The Supreme Court also held: that the Court of International Trade (C.I.T.) has exclusive jurisdiction over HMT challenges pursuant to 28 U.S.C. § 1581(i)(4), id. 118 S.Ct. at 1293-1294; that this court lacks jurisdiction over such cases, id. 118 S.Ct. at 1294 n. 3; and that the plaintiffs “may invoke 28 U.S.C. § 1631,” which authorizes inter-court transfers, when “in the interest of justice,” to cure lack of jurisdiction. Id. 118 S.Ct. at 1294. (The Supreme Court in U.S. Shoe did not expressly address the question of whether transfer of cases barred by C.I.T.’s statute of limitations would be appropriate.)

On April 30, 1998, defendant filed a motion to dismiss this case for lack of jurisdiction in light of the U.S. Supreme Court’s decision in U.S. Shoe.

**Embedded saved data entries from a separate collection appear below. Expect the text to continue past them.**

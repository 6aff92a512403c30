//! Máquina de estados del contrato de alquiler
//!
//! PENDING -> ACTIVE -> COMPLETED
//!                   -> OVERDUE -> COMPLETED
//! PENDING/ACTIVE/OVERDUE -> CANCELLED
//!
//! Cualquier transición fuera de la tabla falla con IllegalStateTransition.
//! La máquina es pura: valida y describe efectos; el store los aplica
//! dentro de la transacción que escribe el nuevo status (CAS sobre status).

use crate::models::{ContractStatus, VehicleStatus};
use crate::utils::errors::AppError;

/// Todos los estados, en orden de ciclo de vida. Útil para tests de clausura.
pub const ALL_STATUSES: [ContractStatus; 5] = [
    ContractStatus::Pending,
    ContractStatus::Active,
    ContractStatus::Overdue,
    ContractStatus::Completed,
    ContractStatus::Cancelled,
];

/// Verifica que la transición (from -> to) esté en la tabla.
pub fn validate_transition(from: ContractStatus, to: ContractStatus) -> Result<(), AppError> {
    use ContractStatus::*;

    let legal = matches!(
        (from, to),
        (Pending, Active)
            | (Active, Overdue)
            | (Active, Completed)
            | (Overdue, Completed)
            | (Pending, Cancelled)
            | (Active, Cancelled)
            | (Overdue, Cancelled)
    );

    if legal {
        Ok(())
    } else {
        Err(AppError::IllegalStateTransition { from, to })
    }
}

/// Efecto colateral sobre los vehículos asignados al entrar al estado destino:
/// ACTIVE compromete los vehículos (RENTED), COMPLETED los libera (AVAILABLE).
/// OVERDUE y CANCELLED no tocan el estado del vehículo.
pub fn vehicle_flip_on_entry(to: ContractStatus) -> Option<VehicleStatus> {
    match to {
        ContractStatus::Active => Some(VehicleStatus::Rented),
        ContractStatus::Completed => Some(VehicleStatus::Available),
        _ => None,
    }
}

/// COMPLETED sella actual_end_date con el instante de la transición.
pub fn stamps_actual_end(to: ContractStatus) -> bool {
    to == ContractStatus::Completed
}

/// La cancelación exige un motivo explícito.
pub fn requires_reason(to: ContractStatus) -> bool {
    to == ContractStatus::Cancelled
}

Defendant, however, opposed as [274]*274not “in the interest of justice” the transfer of any case that would have been time-barred by the applicable statute of limitations if filed initially in the C.I.T.

On May 29, 1998, plaintiff filed its response to the motion to dismiss, together with a motion to transfer this action to the C.I.T. pursuant to § 1631. Plaintiff contends that the statute of limitations issue has not yet been resolved and suggests that it should be resolved by the C.I.T., after transfer of this action from this court to the C.I.T. (Defendant filed its response to the motion to transfer, again opposing such transfer, and its reply regarding its motion to dismiss on June 15, 1998).

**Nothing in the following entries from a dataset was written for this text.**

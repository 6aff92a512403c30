//! Capa de persistencia del motor de contratos
//!
//! `RentalStore` es el system of record. Dos backends: PostgreSQL (sqlx)
//! para producción y un arena en memoria para tests y corridas locales.
//!
//! Disciplina de concurrencia (correctness, no optimización): la secuencia
//! "buscar compromisos solapados" -> "insertar assignment" corre dentro de
//! un único scope atómico por backend (Postgres: transacción + row lock
//! sobre el vehículo/conductor; memoria: write lock del arena). El cambio
//! de status usa compare-and-set sobre el valor esperado.

pub mod memory;
pub mod postgres;

use async_trait::async_trait;
use chrono::{DateTime, NaiveDate, Utc};
use uuid::Uuid;

use crate::models::{
    Assignment, Client, ContractStatus, Driver, RentalContract, Vehicle, VehicleStatus,
};
use crate::services::conflict_guard::Commitment;
use crate::utils::errors::AppError;

pub use memory::MemoryStore;
pub use postgres::PostgresStore;

#[async_trait]
pub trait RentalStore: Send + Sync {
    /// Contrato por id, con chequeo de tenant (CrossTenantViolation si
    /// existe pero pertenece a otra empresa).
    async fn get_contract(
        &self,
        company_id: Uuid,
        contract_id: Uuid,
    ) -> Result<RentalContract, AppError>;

    async fn assignments_for_contract(
        &self,
        contract_id: Uuid,
    ) -> Result<Vec<Assignment>, AppError>;

    async fn get_vehicle(&self, vehicle_id: Uuid) -> Result<Option<Vehicle>, AppError>;
    async fn get_driver(&self, driver_id: Uuid) -> Result<Option<Driver>, AppError>;
    async fn get_client(&self, client_id: Uuid) -> Result<Option<Client>, AppError>;

    /// Compromisos ocupantes (contratos PENDING/ACTIVE/OVERDUE) del vehículo.
    async fn vehicle_commitments(
        &self,
        company_id: Uuid,
        vehicle_id: Uuid,
    ) -> Result<Vec<Commitment>, AppError>;

    /// Compromisos ocupantes del conductor.
    async fn driver_commitments(
        &self,
        company_id: Uuid,
        driver_id: Uuid,
    ) -> Result<Vec<Commitment>, AppError>;

    /// Siguiente valor de la secuencia monótona por tenant para el número
    /// de contrato.
    async fn next_contract_sequence(&self, company_id: Uuid) -> Result<i64, AppError>;

    /// Alta atómica de contrato + assignments iniciales. Cada assignment
    /// pasa por el guard dentro del mismo scope que inserta.
    async fn create_contract(
        &self,
        contract: RentalContract,
        assignments: Vec<Assignment>,
    ) -> Result<RentalContract, AppError>;

    /// Inserción guardada de un assignment: re-ejecuta el chequeo de
    /// conflicto dentro del scope atómico antes de escribir.
    async fn insert_assignment(&self, assignment: Assignment) -> Result<Assignment, AppError>;

    /// Cambio de fechas re-validando todos los assignments del contrato
    /// (excluyéndose a sí mismo del chequeo de solapamiento).
    async fn update_contract_dates(
        &self,
        company_id: Uuid,
        contract_id: Uuid,
        start_date: NaiveDate,
        end_date: NaiveDate,
    ) -> Result<RentalContract, AppError>;

    /// Transición de estado con compare-and-set sobre `expected`. Aplica en
    /// la misma transacción el flip de vehículos, el sello de
    /// actual_end_date y el motivo de cancelación según corresponda.
    /// Devuelve ConcurrentModification si el status cambió desde la lectura.
    #[allow(clippy::too_many_arguments)]
    async fn transition_status(
        &self,
        company_id: Uuid,
        contract_id: Uuid,
        expected: ContractStatus,
        target: ContractStatus,
        actual_end_date: Option<DateTime<Utc>>,
        cancellation_reason: Option<String>,
        vehicle_flip: Option<VehicleStatus>,
    ) -> Result<RentalContract, AppError>;

    /// Candidatos del sweep: contratos ACTIVE con end_date anterior a hoy.
    async fn active_contracts_ended_before(
        &self,
        today: NaiveDate,
        limit: i64,
    ) -> Result<Vec<RentalContract>, AppError>;

    /// Purga dura de contratos CANCELLED con deleted_at anterior al corte.
    async fn purge_cancelled_before(&self, cutoff: DateTime<Utc>) -> Result<u64, AppError>;

    // Superficie del colaborador de flota (altas de referencia y flip de
    // disponibilidad del vehículo).
    async fn insert_vehicle(&self, vehicle: Vehicle) -> Result<(), AppError>;
    async fn insert_driver(&self, driver: Driver) -> Result<(), AppError>;
    async fn insert_client(&self, client: Client) -> Result<(), AppError>;
    async fn set_vehicle_status(
        &self,
        vehicle_id: Uuid,
        status: VehicleStatus,
    ) -> Result<(), AppError>;
}

/// Formato display del número de contrato: secuencia por tenant.
pub fn format_contract_number(sequence: i64) -> String {
    format!("CTR-{:06}", sequence)
}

The transfer statute, 28 U.S.C. § 1631 provides:

Whenever a civil action is filed in a court as defined in section 610 of this title or an appeal, including a petition for review of administrative action, is noticed for or filed with such a court and that court finds that there is a want of jurisdiction, the court shall, if it is in the interest of justice, transfer such action or appeal to any other such court in which the action or appeal could have been brought at the time it was filed or noticed, and the action or appeal shall proceed as if it had been filed in or noticed for the court to which it is transferred on the date upon which it was actually filed in or noticed for the court from which it is transferred.

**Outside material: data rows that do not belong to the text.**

//! Backend en memoria
//!
//! Arena de registros planos indexados por id, detrás de un único RwLock.
//! Toda mutación toma el write lock, con lo que la secuencia
//! check-then-commit queda serializada sin locks por fila.
//! Lo usan los tests de integración y STORE_BACKEND=memory.

use std::collections::HashMap;

use async_trait::async_trait;
use chrono::{DateTime, NaiveDate, Utc};
use tokio::sync::RwLock;
use uuid::Uuid;

use crate::models::{
    Assignment, Client, ContractStatus, Driver, RentalContract, Vehicle, VehicleStatus,
};
use crate::services::conflict_guard::{conflict_error, find_conflict, Commitment};
use crate::utils::errors::AppError;

use super::RentalStore;

#[derive(Default)]
struct MemoryInner {
    contracts: HashMap<Uuid, RentalContract>,
    assignments: HashMap<Uuid, Assignment>,
    vehicles: HashMap<Uuid, Vehicle>,
    drivers: HashMap<Uuid, Driver>,
    clients: HashMap<Uuid, Client>,
    sequences: HashMap<Uuid, i64>,
}

impl MemoryInner {
    fn contract(&self, company_id: Uuid, contract_id: Uuid) -> Result<&RentalContract, AppError> {
        let contract = self
            .contracts
            .get(&contract_id)
            .ok_or_else(|| AppError::NotFound(format!("Contract {} not found", contract_id)))?;
        if contract.company_id != company_id {
            return Err(AppError::CrossTenantViolation(format!(
                "contract {} belongs to company {}, caller is {}",
                contract_id, contract.company_id, company_id
            )));
        }
        Ok(contract)
    }

    fn assignments_of(&self, contract_id: Uuid) -> Vec<&Assignment> {
        self.assignments
            .values()
            .filter(|a| a.contract_id == contract_id)
            .collect()
    }

    fn commitments<F>(&self, company_id: Uuid, matches: F) -> Vec<Commitment>
    where
        F: Fn(&Assignment) -> bool,
    {
        self.assignments
            .values()
            .filter(|a| a.company_id == company_id && matches(a))
            .filter_map(|a| {
                let contract = self.contracts.get(&a.contract_id)?;
                if contract.status.is_occupying() {
                    Some(Commitment {
                        contract_id: contract.id,
                        contract_number: contract.contract_number.clone(),
                        start_date: contract.start_date,
                        end_date: contract.end_date,
                    })
                } else {
                    None
                }
            })
            .collect()
    }

    /// Chequeo completo del guard para un assignment, con el rango del
    /// contrato dado. Se ejecuta bajo el write lock del caller.
    fn validate_assignment(
        &self,
        assignment: &Assignment,
        start_date: NaiveDate,
        end_date: NaiveDate,
        existing_in_contract: &[&Assignment],
    ) -> Result<(), AppError> {
        // un solo assignment por vehículo dentro del contrato
        if existing_in_contract
            .iter()
            .any(|a| a.vehicle_id == assignment.vehicle_id && a.id != assignment.id)
        {
            return Err(AppError::Validation(format!(
                "El vehículo {} ya está asignado a este contrato",
                assignment.vehicle_id
            )));
        }

        let vehicle = self
            .vehicles
            .get(&assignment.vehicle_id)
            .ok_or_else(|| AppError::NotFound(format!("Vehicle {} not found", assignment.vehicle_id)))?;
        if vehicle.company_id != assignment.company_id {
            return Err(AppError::CrossTenantViolation(format!(
                "vehicle {} belongs to company {}",
                vehicle.id, vehicle.company_id
            )));
        }
        if !vehicle.status.is_bookable() {
            return Err(AppError::VehicleNotAvailable(format!(
                "El vehículo {} está fuera de servicio",
                vehicle.license_plate
            )));
        }

        let vehicle_commitments =
            self.commitments(assignment.company_id, |a| a.vehicle_id == assignment.vehicle_id);
        if let Some(hit) = find_conflict(
            &vehicle_commitments,
            start_date,
            end_date,
            Some(assignment.contract_id),
        ) {
            return Err(conflict_error(hit));
        }

        if let Some(driver_id) = assignment.driver_id {
            let driver = self
                .drivers
                .get(&driver_id)
                .ok_or_else(|| AppError::NotFound(format!("Driver {} not found", driver_id)))?;
            if driver.company_id != assignment.company_id {
                return Err(AppError::CrossTenantViolation(format!(
                    "driver {} belongs to company {}",
                    driver.id, driver.company_id
                )));
            }
            if !driver.status.is_eligible() {
                return Err(AppError::DriverNotEligible(format!(
                    "El conductor {} no está habilitado para asignaciones",
                    driver.full_name
                )));
            }

            let driver_commitments =
                self.commitments(assignment.company_id, |a| a.driver_id == Some(driver_id));
            if let Some(hit) = find_conflict(
                &driver_commitments,
                start_date,
                end_date,
                Some(assignment.contract_id),
            ) {
                return Err(conflict_error(hit));
            }
        }

        Ok(())
    }

    fn ensure_mutable(contract: &RentalContract) -> Result<(), AppError> {
        if contract.status.is_terminal() {
            return Err(AppError::Validation(format!(
                "El contrato {} está {} y ya no admite cambios",
                contract.contract_number, contract.status
            )));
        }
        Ok(())
    }
}

pub struct MemoryStore {
    inner: RwLock<MemoryInner>,
}

impl MemoryStore {
    pub fn new() -> Self {
        Self {
            inner: RwLock::new(MemoryInner::default()),
        }
    }
}

impl Default for MemoryStore {
    fn default() -> Self {
        Self::new()
    }
}

#[async_trait]
impl RentalStore for MemoryStore {
    async fn get_contract(
        &self,
        company_id: Uuid,
        contract_id: Uuid,
    ) -> Result<RentalContract, AppError> {
        let inner = self.inner.read().await;
        inner.contract(company_id, contract_id).cloned()
    }

    async fn assignments_for_contract(
        &self,
        contract_id: Uuid,
    ) -> Result<Vec<Assignment>, AppError> {
        let inner = self.inner.read().await;
        let mut assignments: Vec<Assignment> = inner
            .assignments_of(contract_id)
            .into_iter()
            .cloned()
            .collect();
        assignments.sort_by_key(|a| a.created_at);
        Ok(assignments)
    }

    async fn get_vehicle(&self, vehicle_id: Uuid) -> Result<Option<Vehicle>, AppError> {
        Ok(self.inner.read().await.vehicles.get(&vehicle_id).cloned())
    }

    async fn get_driver(&self, driver_id: Uuid) -> Result<Option<Driver>, AppError> {
        Ok(self.inner.read().await.drivers.get(&driver_id).cloned())
    }

    async fn get_client(&self, client_id: Uuid) -> Result<Option<Client>, AppError> {
        Ok(self.inner.read().await.clients.get(&client_id).cloned())
    }

    async fn vehicle_commitments(
        &self,
        company_id: Uuid,
        vehicle_id: Uuid,
    ) -> Result<Vec<Commitment>, AppError> {
        let inner = self.inner.read().await;
        Ok(inner.commitments(company_id, |a| a.vehicle_id == vehicle_id))
    }

    async fn driver_commitments(
        &self,
        company_id: Uuid,
        driver_id: Uuid,
    ) -> Result<Vec<Commitment>, AppError> {
        let inner = self.inner.read().await;
        Ok(inner.commitments(company_id, |a| a.driver_id == Some(driver_id)))
    }

    async fn next_contract_sequence(&self, company_id: Uuid) -> Result<i64, AppError> {
        let mut inner = self.inner.write().await;
        let seq = inner.sequences.entry(company_id).or_insert(0);
        *seq += 1;
        Ok(*seq)
    }

    async fn create_contract(
        &self,
        contract: RentalContract,
        assignments: Vec<Assignment>,
    ) -> Result<RentalContract, AppError> {
        let mut inner = self.inner.write().await;

        // valida todo antes de escribir: el alta es todo-o-nada
        let mut accepted: Vec<&Assignment> = Vec::new();
        for assignment in &assignments {
            inner.validate_assignment(
                assignment,
                contract.start_date,
                contract.end_date,
                &accepted,
            )?;
            accepted.push(assignment);
        }

        inner.contracts.insert(contract.id, contract.clone());
        for assignment in assignments {
            inner.assignments.insert(assignment.id, assignment);
        }
        Ok(contract)
    }

    async fn insert_assignment(&self, assignment: Assignment) -> Result<Assignment, AppError> {
        let mut inner = self.inner.write().await;

        let contract = inner.contract(assignment.company_id, assignment.contract_id)?;
        MemoryInner::ensure_mutable(contract)?;
        let (start_date, end_date) = (contract.start_date, contract.end_date);

        let existing = inner.assignments_of(assignment.contract_id);
        inner.validate_assignment(&assignment, start_date, end_date, &existing)?;

        inner.assignments.insert(assignment.id, assignment.clone());
        Ok(assignment)
    }

    async fn update_contract_dates(
        &self,
        company_id: Uuid,
        contract_id: Uuid,
        start_date: NaiveDate,
        end_date: NaiveDate,
    ) -> Result<RentalContract, AppError> {
        let mut inner = self.inner.write().await;

        let contract = inner.contract(company_id, contract_id)?;
        MemoryInner::ensure_mutable(contract)?;

        // re-valida cada assignment con el rango nuevo, excluyéndose a sí
        // mismo de la búsqueda de conflictos
        let existing: Vec<Assignment> = inner
            .assignments_of(contract_id)
            .into_iter()
            .cloned()
            .collect();
        for assignment in &existing {
            inner.validate_assignment(assignment, start_date, end_date, &[])?;
        }

        let contract = inner
            .contracts
            .get_mut(&contract_id)
            .ok_or_else(|| AppError::NotFound(format!("Contract {} not found", contract_id)))?;
        contract.start_date = start_date;
        contract.end_date = end_date;
        Ok(contract.clone())
    }

    async fn transition_status(
        &self,
        company_id: Uuid,
        contract_id: Uuid,
        expected: ContractStatus,
        target: ContractStatus,
        actual_end_date: Option<DateTime<Utc>>,
        cancellation_reason: Option<String>,
        vehicle_flip: Option<VehicleStatus>,
    ) -> Result<RentalContract, AppError> {
        let mut inner = self.inner.write().await;

        inner.contract(company_id, contract_id)?;

        let contract = inner
            .contracts
            .get_mut(&contract_id)
            .ok_or_else(|| AppError::NotFound(format!("Contract {} not found", contract_id)))?;

        // compare-and-set: el status tiene que seguir siendo el observado
        if contract.status != expected {
            return Err(AppError::ConcurrentModification);
        }

        contract.status = target;
        if let Some(stamp) = actual_end_date {
            contract.actual_end_date = Some(stamp);
        }
        if let Some(reason) = cancellation_reason {
            contract.cancellation_reason = Some(reason);
        }
        if target == ContractStatus::Cancelled {
            contract.deleted_at = Some(Utc::now());
        }
        let updated = contract.clone();

        if let Some(new_status) = vehicle_flip {
            let vehicle_ids: Vec<Uuid> = inner
                .assignments_of(contract_id)
                .into_iter()
                .map(|a| a.vehicle_id)
                .collect();
            for vehicle_id in vehicle_ids {
                if let Some(vehicle) = inner.vehicles.get_mut(&vehicle_id) {
                    vehicle.status = new_status;
                }
            }
        }

        Ok(updated)
    }

    async fn active_contracts_ended_before(
        &self,
        today: NaiveDate,
        limit: i64,
    ) -> Result<Vec<RentalContract>, AppError> {
        let inner = self.inner.read().await;
        let mut expired: Vec<RentalContract> = inner
            .contracts
            .values()
            .filter(|c| c.status == ContractStatus::Active && c.end_date < today)
            .cloned()
            .collect();
        expired.sort_by_key(|c| c.end_date);
        expired.truncate(limit.max(0) as usize);
        Ok(expired)
    }

    async fn purge_cancelled_before(&self, cutoff: DateTime<Utc>) -> Result<u64, AppError> {
        let mut inner = self.inner.write().await;
        let doomed: Vec<Uuid> = inner
            .contracts
            .values()
            .filter(|c| {
                c.status == ContractStatus::Cancelled
                    && c.deleted_at.map_or(false, |d| d < cutoff)
            })
            .map(|c| c.id)
            .collect();

        for contract_id in &doomed {
            inner.contracts.remove(contract_id);
            inner.assignments.retain(|_, a| a.contract_id != *contract_id);
        }
        Ok(doomed.len() as u64)
    }

    async fn insert_vehicle(&self, vehicle: Vehicle) -> Result<(), AppError> {
        self.inner.write().await.vehicles.insert(vehicle.id, vehicle);
        Ok(())
    }

    async fn insert_driver(&self, driver: Driver) -> Result<(), AppError> {
        self.inner.write().await.drivers.insert(driver.id, driver);
        Ok(())
    }

    async fn insert_client(&self, client: Client) -> Result<(), AppError> {
        self.inner.write().await.clients.insert(client.id, client);
        Ok(())
    }

    async fn set_vehicle_status(
        &self,
        vehicle_id: Uuid,
        status: VehicleStatus,
    ) -> Result<(), AppError> {
        let mut inner = self.inner.write().await;
        let vehicle = inner
            .vehicles
            .get_mut(&vehicle_id)
            .ok_or_else(|| AppError::NotFound(format!("Vehicle {} not found", vehicle_id)))?;
        vehicle.status = status;
        Ok(())
    }
}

28 U.S.C. § 1631 (emphasis added).

Jurisdiction of Court of Federal Claims

The answer to the first question raised by 28 U.S.C. § 1631, whether this court has jurisdiction over these cases, should be evident from the Supreme Court’s holding in U.S. Shoe that the C.I.T. has exclusive jurisdiction over these cases.1 While the court did not expressly hold that other types of claims arising from the same facts were barred, e.g., claims contesting the tax on due process grounds, or seeking compensation for its imposition pursuant to the Fifth Amendment takings clause, we must, I believe, presume that when the Supreme Court said the C.I.T.’s jurisdiction was exclusive of the Court of Federal Claims (CFC), it meant “exclusive” of takings claims in the CFC as well. That is, we must assume the court considered, and rejected, the possibility of other grounds for subject matter jurisdiction, such as pursuant to 28 U.S.C. § 1491(b) (which the Supreme Court cited immediately after holding that the CFC had no jurisdiction over the HMT challenges pending in this court).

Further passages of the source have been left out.